**About this exercise**
The only acceptable reply is the number of lines in the material below that hold "during".

START Available data

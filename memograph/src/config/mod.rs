//! Configuration system.
//!
//! Configuration is loaded from defaults, an optional TOML file and
//! environment variables, then validated before anything connects anywhere.

mod loader;
mod models;
mod validation;

pub use loader::ConfigLoader;
pub use models::*;

/// Default configuration file names, tried in order.
pub const DEFAULT_CONFIG_FILES: &[&str] = &[
    "memograph.toml",
    ".memograph/config.toml",
];

/// Environment variable prefix for configuration overrides.
pub const ENV_PREFIX: &str = "MEMOGRAPH_";

/// Configuration error type
#[derive(Debug, thiserror::Error)]
pub enum ConfigError {
    /// Error occurred during file loading
    #[error("Failed to load configuration file: {0}")]
    FileLoadError(String),

    /// Error occurred during validation
    #[error("Configuration validation error: {0}")]
    ValidationError(String),

    /// Error occurred during parsing
    #[error("Configuration parsing error: {0}")]
    ParseError(String),
}

/// Result type for configuration operations
pub type Result<T> = std::result::Result<T, ConfigError>;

END Available data

**Result**
3